Islamabad hält Checkpoints geschlossen. Pakistans Militär will "nicht ausschließen", daß NATO-Luftangriff auf Stellungen an Grenze zu Afghanistan absichtlich erfolgte

Von Knut Mellenthin *

In Pakistan hängen Hunderte Last- und Tankwagen mit Nachschub für den NATO-Krieg in Afghanistan fest. Die Regierung in Islamabad hatte am Sonnabend die Schließung der Grenzübergänge Torkham und Chaman angeordnet, nachdem in den frühen Morgenstunden 24 Soldaten bei einem Luftangriff der NATO auf zwei benachbarte Stellungen an der Grenze getötet worden waren.

Nach einem früheren Zwischenfall im September 2010, bei dem zwei pakistanische Soldaten getötet worden waren, hatte Islamabad nur den Übergang in Torkham am Khyberpaß gesperrt. Die Maßnahme wurde erst zehn Tage später aufgehoben, nachdem die US-Regierung sich entschuldigt hatte. Aufständische hatten die Zwischenzeit genutzt, um 150 der abgestellten Tankwagen zu zerstören.

Der Angriff vom Sonnabend war der schwerste derartige Fall seit Beginn des Afghanistan-Krieges. Der Sprecher der pakistanischen Streitkräfte, Generalmajor Athar Abbas, gab am Montag in einer Presseerklärung bekannt, daß in den vergangenen drei Jahren insgesamt 72 Soldaten durch grenzüberschreitende NATO-Attacken getötet und weitere 250 Angehörige der Sicherheitskräfte verletzt wurden. Bei dem bis zum vergangenen Sonnabend folgenschwersten Angriff starben im Juni 2008 elf Mitglieder des Grenzcorps.

Gegenüber der Nachrichtenagentur Reuters sagte Abbas, daß Pakistan die bisherigen Äußerungen der NATO und der USA nicht als Entschuldigung akzeptiere. Der jüngste Luftangriff könne »ernste Folgen für das Niveau und das Ausmaß unserer Zusammenarbeit« haben.

Inzwischen veröffentlichen die westlichen Mainstream-Medien immer mehr Aussagen anonymer Informanten, die von einer »gerechtfertigten Selbstverteidigung« sprechen. Angeblich sei kurz vor dem Zwischenfall eine gemeinsame Spezialoperation afghanischer und US-amerikanischer Soldaten von Pakistan aus beschossen worden. Daraufhin hätten deren Befehlshaber Luftunterstützung angefordert. Von afghanischer Seite wurde sogar der explizite Vorwurf laut, daß das feindliche Feuer von den pakistanischen Stellungen aus gekommen sei.

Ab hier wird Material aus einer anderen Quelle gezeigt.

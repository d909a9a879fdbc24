//! # cellc-common
//!
//! Shared error definitions, build configuration, constants, and the
//! image identity type used across the cellc workspace.
//!
//! This crate is the leaf of the dependency graph. It depends on no other
//! internal crate and every other crate builds on its primitives.

#![cfg_attr(test, allow(clippy::expect_used, clippy::unwrap_used, clippy::panic))]

pub mod config;
pub mod constants;
pub mod error;
pub mod types;
//! `cellc instantiate`: Bind a compiled Cell to an instance.

use std::collections::BTreeMap;
use std::path::PathBuf;

use anyhow::Context;
use cellc_compiler::instance::instantiate;
use cellc_compiler::spec::Cell;
use clap::Args;

use crate::output::write_cell;

/// Arguments for the `instantiate` command.
#[derive(Args, Debug)]
pub struct InstantiateArgs {
    /// Path to a Cell document produced by `cellc build`.
    pub cell: PathBuf,

    /// Name of the instance to create.
    #[arg(short = 'n', long)]
    pub instance: String,

    /// Dependency binding as `alias=instance`. Repeat for each dependency.
    #[arg(short, long = "link", value_parser = parse_link)]
    pub links: Vec<(String, String)>,

    /// Write the instance document to a file instead of stdout.
    #[arg(short, long)]
    pub output: Option<PathBuf>,
}

/// Executes the `instantiate` command.
///
/// # Errors
///
/// Returns an error if the Cell document cannot be read, a declared
/// dependency has no link, or the output cannot be written.
pub fn execute(args: InstantiateArgs) -> anyhow::Result<()> {
    let content = std::fs::read_to_string(&args.cell)
        .with_context(|| format!("failed to read cell {}", args.cell.display()))?;
    let cell = Cell::from_yaml(&content)?;

    let mut links = BTreeMap::new();
    for (alias, instance) in args.links {
        if let Some(previous) = links.insert(alias.clone(), instance) {
            tracing::warn!(alias = %alias, previous = %previous, "dependency linked twice, last link wins");
        }
    }

    let instance = instantiate(&cell, &args.instance, &links)?;
    tracing::info!(instance = %args.instance, links = links.len(), "cell instantiated");

    if let Some(ref out_path) = args.output {
        write_cell(out_path, &instance)?;
        println!("Instantiated {} -> {}", args.instance, out_path.display());
    } else {
        print!("{}", instance.to_yaml()?);
    }
    Ok(())
}

/// Parses `alias=instance`.
fn parse_link(text: &str) -> Result<(String, String), String> {
    match text.split_once('=') {
        Some((alias, instance)) if !alias.trim().is_empty() && !instance.trim().is_empty() => {
            Ok((alias.trim().to_string(), instance.trim().to_string()))
        }
        _ => Err(format!("expected <alias>=<instance>, received {text}")),
    }
}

Abbas kommentierte das in seiner Presseerklärung eher vorsichtig mit der Formulierung, er könne »nicht ausschließen«, daß der Schlag gegen die zwei Grenzstellungen von der NATO in voller Absicht durchgeführt wurde. »Das war ein total unprovozierter Angriff. Die Grenzposten waren sichtbar und gut ausgebaut, oben auf einem Höhenrücken gelegen, mit Betonunterständen. Aufständische operieren nicht von Berggipfeln und von Betonbauten aus.« Die Luftangriffe hätten über eine Stunde lang gedauert, ohne daß die NATO irgendeinen Versuch unternommen hätte, die pakistanische Seite über das eigens zur Vermeidung von Grenzzwischenfällen geschaffene Koordinationssystem zu kontaktieren. Im übrigen seien der NATO schon vor einiger Zeit genaue Karten mit allen pakistanischen Stellungen übergeben worden.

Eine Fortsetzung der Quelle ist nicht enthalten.